Data extracted from a collection
◆ ◆ ◆ ◆

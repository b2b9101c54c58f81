use crate::error::{GridError, GridResult};
use serde::{Deserialize, Serialize};
use std::collections::BTreeMap;
use std::fmt;

/// A single typed field value.
///
/// Serialized untagged so snapshots and HTTP responses carry plain JSON numbers and strings.
#[derive(Debug, Clone, PartialEq, Eq, Hash, PartialOrd, Ord, Serialize, Deserialize)]
#[serde(untagged)]
pub enum Value {
    Int(i64),
    Text(String),
}

impl Value {
    pub fn field_type(&self) -> FieldType {
        match self {
            Value::Int(_) => FieldType::Int,
            Value::Text(_) => FieldType::Text,
        }
    }

    pub fn as_int(&self) -> Option<i64> {
        match self {
            Value::Int(v) => Some(*v),
            Value::Text(_) => None,
        }
    }

    pub fn as_text(&self) -> Option<&str> {
        match self {
            Value::Text(v) => Some(v),
            Value::Int(_) => None,
        }
    }

    /// Equality used by filters. `ignore_case` only affects text values.
    pub fn matches(&self, other: &Value, ignore_case: bool) -> bool {
        match (self, other) {
            (Value::Text(a), Value::Text(b)) if ignore_case => a.to_lowercase() == b.to_lowercase(),
            _ => self == other,
        }
    }
}

impl fmt::Display for Value {
    fn fmt(&self, f: &mut fmt::Formatter<'_>) -> fmt::Result {
        match self {
            Value::Int(v) => write!(f, "{}", v),
            Value::Text(v) => f.write_str(v),
        }
    }
}

impl From<i64> for Value {
    fn from(value: i64) -> Self {
        Value::Int(value)
    }
}

impl From<&str> for Value {
    fn from(value: &str) -> Self {
        Value::Text(value.to_string())
    }
}

impl From<String> for Value {
    fn from(value: String) -> Self {
        Value::Text(value)
    }
}

#[derive(Debug, Clone, Copy, PartialEq, Eq, Serialize, Deserialize)]
pub enum FieldType {
    Int,
    Text,
}

impl fmt::Display for FieldType {
    fn fmt(&self, f: &mut fmt::Formatter<'_>) -> fmt::Result {
        match self {
            FieldType::Int => f.write_str("integer"),
            FieldType::Text => f.write_str("string"),
        }
    }
}

#[derive(Debug, Clone, PartialEq, Eq, Serialize, Deserialize)]
pub struct FieldDef {
    pub name: String,
    pub ty: FieldType,
}

/// Schema shared by every record of one cache.
#[derive(Debug, Clone, PartialEq, Eq, Serialize, Deserialize)]
pub struct RecordKind {
    pub name: String,
    /// Field holding the primary key. Always one of `fields`.
    pub key_field: String,
    pub fields: Vec<FieldDef>,
}

impl RecordKind {
    pub fn new(name: &str, key_field: &str, key_type: FieldType) -> Self {
        Self {
            name: name.to_string(),
            key_field: key_field.to_string(),
            fields: vec![FieldDef {
                name: key_field.to_string(),
                ty: key_type,
            }],
        }
    }

    pub fn with_field(mut self, name: &str, ty: FieldType) -> Self {
        self.fields.push(FieldDef {
            name: name.to_string(),
            ty,
        });
        self
    }

    pub fn field(&self, name: &str) -> Option<&FieldDef> {
        self.fields.iter().find(|f| f.name == name)
    }

    pub fn require_field(&self, name: &str) -> GridResult<&FieldDef> {
        self.field(name)
            .ok_or_else(|| GridError::unknown_field(&self.name, name))
    }

    pub fn key_type(&self) -> FieldType {
        self.field(&self.key_field)
            .map(|f| f.ty)
            .unwrap_or(FieldType::Int)
    }

    /// Checks that a key has the declared key type.
    pub fn check_key(&self, key: &Value) -> GridResult<()> {
        let expected = self.key_type();
        if key.field_type() != expected {
            return Err(GridError::mismatch(
                format!("{} key of type {}", self.name, expected),
                format!("key of type {}", key.field_type()),
            ));
        }
        Ok(())
    }

    /// Checks that `record` is of this kind: same kind name, exactly the declared
    /// fields, each with the declared type.
    pub fn validate(&self, record: &Record) -> GridResult<()> {
        if record.kind != self.name {
            return Err(GridError::mismatch(&self.name, &record.kind));
        }

        for def in &self.fields {
            match record.fields.get(&def.name) {
                Some(value) if value.field_type() == def.ty => {}
                Some(value) => {
                    return Err(GridError::mismatch(
                        format!("{}.{} of type {}", self.name, def.name, def.ty),
                        format!("{}", value.field_type()),
                    ));
                }
                None => {
                    return Err(GridError::mismatch(
                        format!("{}.{}", self.name, def.name),
                        "missing field",
                    ));
                }
            }
        }

        if let Some(extra) = record.fields.keys().find(|name| self.field(name).is_none()) {
            return Err(GridError::mismatch(
                self.name.clone(),
                format!("record with undeclared field '{}'", extra),
            ));
        }

        Ok(())
    }
}

/// A named tuple of typed fields, tagged with the name of its kind.
#[derive(Debug, Clone, PartialEq, Eq, Serialize, Deserialize)]
pub struct Record {
    pub kind: String,
    pub fields: BTreeMap<String, Value>,
}

impl Record {
    pub fn new(kind: &str) -> Self {
        Self {
            kind: kind.to_string(),
            fields: BTreeMap::new(),
        }
    }

    pub fn with(mut self, field: &str, value: impl Into<Value>) -> Self {
        self.fields.insert(field.to_string(), value.into());
        self
    }

    pub fn get(&self, field: &str) -> Option<&Value> {
        self.fields.get(field)
    }
}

◆ ◆ ◆ ◆

Task instructions
If a line falls between the first line of the entries and the line containing "affects text values.", or is one of those two, restate it word for word; leave all other lines out.

Exercise result
repository b2b9101c54c58f81
use crate::error::{GridError, GridResult};
use serde::{Deserialize, Serialize};
use std::collections::BTreeMap;
use std::fmt;

/// A single typed field value.
///
/// Serialized untagged so snapshots and HTTP responses carry plain JSON numbers and strings.
#[derive(Debug, Clone, PartialEq, Eq, Hash, PartialOrd, Ord, Serialize, Deserialize)]
#[serde(untagged)]
pub enum Value {
    Int(i64),
    Text(String),
}

impl Value {
    pub fn field_type(&self) -> FieldType {
        match self {
            Value::Int(_) => FieldType::Int,
            Value::Text(_) => FieldType::Text,
        }
    }

    pub fn as_int(&self) -> Option<i64> {
        match self {
            Value::Int(v) => Some(*v),
            Value::Text(_) => None,
        }
    }

    pub fn as_text(&self) -> Option<&str> {
        match self {
            Value::Text(v) => Some(v),
            Value::Int(_) => None,
        }
    }

    /// Equality used by filters. `ignore_case` only affects text values.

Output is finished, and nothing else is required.